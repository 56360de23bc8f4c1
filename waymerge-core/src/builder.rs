//! Geometry construction from ways whose node references carry locations.
//!
//! The entity source (for example the PBF reader in `waymerge-data`) resolves
//! node references to coordinates up front. A reference that could not be
//! resolved keeps `location: None` and is skipped here.

use geo::{Coord, LineString, MultiLineString, Point};
use log::debug;

use crate::Geometry;

/// A reference from a way to a node, with the node's location when known.
#[derive(Debug, Clone, Copy, PartialEq)]
#[cfg_attr(feature = "serde", derive(serde::Serialize, serde::Deserialize))]
pub struct NodeRef {
    /// OSM node identifier.
    pub id: i64,
    /// Planar location, or `None` when the node could not be resolved.
    pub location: Option<Coord<f64>>,
}

impl NodeRef {
    /// Construct a reference to a node at a known location.
    #[must_use]
    pub const fn resolved(id: i64, location: Coord<f64>) -> Self {
        Self {
            id,
            location: Some(location),
        }
    }

    /// Construct a reference to a node whose location is unknown.
    #[must_use]
    pub const fn unresolved(id: i64) -> Self {
        Self { id, location: None }
    }
}

/// An ordered list of node references.
#[derive(Debug, Clone, PartialEq, Default)]
#[cfg_attr(feature = "serde", derive(serde::Serialize, serde::Deserialize))]
pub struct Way {
    /// OSM way identifier.
    pub id: i64,
    /// Node references in way order.
    pub nodes: Vec<NodeRef>,
}

impl Way {
    /// Construct a way from its identifier and node references.
    #[must_use]
    pub const fn new(id: i64, nodes: Vec<NodeRef>) -> Self {
        Self { id, nodes }
    }

    /// Locations of the resolvable node references, in way order.
    pub fn locations(&self) -> impl Iterator<Item = Coord<f64>> + '_ {
        self.nodes.iter().filter_map(|node| node.location)
    }
}

/// Ways in stable input order.
///
/// # Examples
/// ```
/// use waymerge_core::{NodeRef, Way, WayBuffer};
///
/// let mut buffer = WayBuffer::new();
/// buffer.push(Way::new(1, vec![NodeRef::unresolved(7)]));
/// assert_eq!(buffer.len(), 1);
/// assert_eq!(buffer.iter().next().map(|way| way.id), Some(1));
/// ```
#[derive(Debug, Clone, PartialEq, Default)]
#[cfg_attr(feature = "serde", derive(serde::Serialize, serde::Deserialize))]
pub struct WayBuffer {
    ways: Vec<Way>,
}

impl WayBuffer {
    /// Create an empty buffer.
    #[must_use]
    pub const fn new() -> Self {
        Self { ways: Vec::new() }
    }

    /// Append a way, keeping insertion order.
    pub fn push(&mut self, way: Way) {
        self.ways.push(way);
    }

    /// Number of ways held.
    #[must_use]
    pub const fn len(&self) -> usize {
        self.ways.len()
    }

    /// Whether the buffer holds no ways.
    #[must_use]
    pub const fn is_empty(&self) -> bool {
        self.ways.is_empty()
    }

    /// Iterate over the ways in insertion order.
    pub fn iter(&self) -> std::slice::Iter<'_, Way> {
        self.ways.iter()
    }

    /// Borrow the ways as a slice.
    #[must_use]
    pub fn as_slice(&self) -> &[Way] {
        &self.ways
    }
}

impl FromIterator<Way> for WayBuffer {
    fn from_iter<I: IntoIterator<Item = Way>>(iter: I) -> Self {
        Self {
            ways: iter.into_iter().collect(),
        }
    }
}

impl Extend<Way> for WayBuffer {
    fn extend<I: IntoIterator<Item = Way>>(&mut self, iter: I) {
        self.ways.extend(iter);
    }
}

impl IntoIterator for WayBuffer {
    type Item = Way;
    type IntoIter = std::vec::IntoIter<Way>;

    fn into_iter(self) -> Self::IntoIter {
        self.ways.into_iter()
    }
}

impl<'a> IntoIterator for &'a WayBuffer {
    type Item = &'a Way;
    type IntoIter = std::slice::Iter<'a, Way>;

    fn into_iter(self) -> Self::IntoIter {
        self.ways.iter()
    }
}

/// Build a point geometry from a node reference.
///
/// Returns [`Geometry::Null`] when the node has no location.
#[must_use]
pub fn create_point(node: &NodeRef) -> Geometry {
    node.location
        .map_or(Geometry::Null, |location| Geometry::Point(Point::from(location)))
}

/// Build a linestring from the resolvable nodes of a way.
///
/// Unresolved node references are skipped. Fewer than two remaining
/// locations cannot form a line and yield [`Geometry::Null`].
///
/// # Examples
/// ```
/// use geo::{Coord, LineString};
/// use waymerge_core::{Geometry, NodeRef, Way, create_linestring};
///
/// let way = Way::new(20, vec![
///     NodeRef::resolved(1, Coord { x: 1.0, y: 1.0 }),
///     NodeRef::resolved(2, Coord { x: 2.0, y: 2.0 }),
/// ]);
/// assert_eq!(
///     create_linestring(&way),
///     Geometry::LineString(LineString::from(vec![(1.0, 1.0), (2.0, 2.0)])),
/// );
///
/// let dangling = Way::new(21, vec![NodeRef::unresolved(1), NodeRef::unresolved(2)]);
/// assert!(create_linestring(&dangling).is_null());
/// ```
#[must_use]
pub fn create_linestring(way: &Way) -> Geometry {
    let coords: Vec<Coord<f64>> = way.locations().collect();
    if coords.len() < 2 {
        debug!(
            "way {} has {} resolvable node(s); no linestring built",
            way.id,
            coords.len()
        );
        return Geometry::Null;
    }
    Geometry::LineString(LineString::new(coords))
}

/// Build a multilinestring with one part per way that forms a valid line.
///
/// Ways yielding [`Geometry::Null`] are dropped silently, so the part count
/// equals the number of ways that build on their own. Part order follows the
/// buffer.
#[must_use]
pub fn create_multilinestring(buffer: &WayBuffer) -> Geometry {
    let lines: Vec<LineString<f64>> = buffer
        .iter()
        .filter_map(|way| create_linestring(way).into_linestring())
        .collect();
    Geometry::MultiLineString(MultiLineString::new(lines))
}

—————

> [WHAT IS EXPECTED]:
What you retype should run from the first line of the entries above through the line containing "that could not be", exactly and in full.

> [REPLY]:
repository 56360de23bc8f4c1
filename waymerge-core/src/builder.rs
//! Geometry construction from ways whose node references carry locations.
//!
//! The entity source (for example the PBF reader in `waymerge-data`) resolves
//! node references to coordinates up front. A reference that could not be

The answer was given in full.